Prompt =
From the first line of the records below through the line containing "pub mod application;", copy everything exactly and nothing more.

+--

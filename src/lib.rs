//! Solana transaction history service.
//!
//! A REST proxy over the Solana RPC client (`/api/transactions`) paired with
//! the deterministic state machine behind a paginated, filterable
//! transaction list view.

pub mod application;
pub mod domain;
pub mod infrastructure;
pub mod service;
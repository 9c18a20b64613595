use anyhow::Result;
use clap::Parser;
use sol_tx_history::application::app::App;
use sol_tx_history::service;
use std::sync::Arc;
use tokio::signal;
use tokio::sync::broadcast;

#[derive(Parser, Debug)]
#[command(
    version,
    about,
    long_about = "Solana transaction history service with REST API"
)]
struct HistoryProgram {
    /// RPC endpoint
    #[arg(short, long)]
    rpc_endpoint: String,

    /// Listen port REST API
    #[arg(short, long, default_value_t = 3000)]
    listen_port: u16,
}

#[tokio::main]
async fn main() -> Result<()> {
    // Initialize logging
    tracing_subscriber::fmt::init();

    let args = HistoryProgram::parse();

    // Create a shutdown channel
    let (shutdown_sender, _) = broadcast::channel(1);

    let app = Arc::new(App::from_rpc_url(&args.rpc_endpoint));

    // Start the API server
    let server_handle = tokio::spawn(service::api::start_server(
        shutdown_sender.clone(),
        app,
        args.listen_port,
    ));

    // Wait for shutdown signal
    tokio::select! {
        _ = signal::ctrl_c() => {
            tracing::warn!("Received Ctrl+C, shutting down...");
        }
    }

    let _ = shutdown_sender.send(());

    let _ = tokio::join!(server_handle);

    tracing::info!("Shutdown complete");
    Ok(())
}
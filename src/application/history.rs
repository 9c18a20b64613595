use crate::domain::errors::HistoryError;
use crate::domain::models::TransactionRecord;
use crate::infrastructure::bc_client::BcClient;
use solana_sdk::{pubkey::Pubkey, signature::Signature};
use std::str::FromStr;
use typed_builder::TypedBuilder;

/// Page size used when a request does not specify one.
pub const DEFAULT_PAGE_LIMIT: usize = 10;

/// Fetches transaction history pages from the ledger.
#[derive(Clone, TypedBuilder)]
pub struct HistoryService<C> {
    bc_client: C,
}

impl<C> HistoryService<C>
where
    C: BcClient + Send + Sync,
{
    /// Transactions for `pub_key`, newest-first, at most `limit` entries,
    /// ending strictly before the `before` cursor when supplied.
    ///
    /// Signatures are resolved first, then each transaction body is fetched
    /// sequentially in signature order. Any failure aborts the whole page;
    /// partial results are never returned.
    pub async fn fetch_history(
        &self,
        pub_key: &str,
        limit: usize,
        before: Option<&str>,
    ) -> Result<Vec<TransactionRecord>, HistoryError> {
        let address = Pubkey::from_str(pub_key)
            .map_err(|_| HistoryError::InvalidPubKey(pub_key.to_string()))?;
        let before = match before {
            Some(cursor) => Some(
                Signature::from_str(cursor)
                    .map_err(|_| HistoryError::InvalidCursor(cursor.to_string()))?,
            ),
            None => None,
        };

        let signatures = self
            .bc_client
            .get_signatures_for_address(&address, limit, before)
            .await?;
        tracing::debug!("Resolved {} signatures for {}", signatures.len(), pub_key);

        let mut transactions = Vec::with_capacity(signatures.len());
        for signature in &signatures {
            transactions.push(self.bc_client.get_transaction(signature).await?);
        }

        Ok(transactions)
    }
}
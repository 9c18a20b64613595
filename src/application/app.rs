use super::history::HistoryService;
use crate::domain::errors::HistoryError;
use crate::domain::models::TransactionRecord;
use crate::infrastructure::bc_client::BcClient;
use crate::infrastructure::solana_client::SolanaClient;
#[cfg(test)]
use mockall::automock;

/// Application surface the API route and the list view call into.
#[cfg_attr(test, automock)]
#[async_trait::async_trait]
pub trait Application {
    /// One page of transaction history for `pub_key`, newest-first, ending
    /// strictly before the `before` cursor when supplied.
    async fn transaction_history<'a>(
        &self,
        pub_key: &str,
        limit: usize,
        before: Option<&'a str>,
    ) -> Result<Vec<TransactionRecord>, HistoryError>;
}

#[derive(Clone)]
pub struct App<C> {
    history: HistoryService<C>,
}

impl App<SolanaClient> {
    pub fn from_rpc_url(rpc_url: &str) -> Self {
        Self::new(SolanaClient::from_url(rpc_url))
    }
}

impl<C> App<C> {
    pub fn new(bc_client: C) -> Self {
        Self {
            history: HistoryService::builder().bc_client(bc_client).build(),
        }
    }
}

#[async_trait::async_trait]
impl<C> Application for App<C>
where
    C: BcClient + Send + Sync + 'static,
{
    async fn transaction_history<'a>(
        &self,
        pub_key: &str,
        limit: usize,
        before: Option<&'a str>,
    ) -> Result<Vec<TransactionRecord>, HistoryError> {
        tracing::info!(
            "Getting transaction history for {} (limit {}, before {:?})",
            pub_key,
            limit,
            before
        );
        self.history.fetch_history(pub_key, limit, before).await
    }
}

+--

Response to this task =
filename src/lib.rs
//! Solana transaction history service.
//!
//! A REST proxy over the Solana RPC client (`/api/transactions`) paired with
//! the deterministic state machine behind a paginated, filterable
//! transaction list view.

pub mod application;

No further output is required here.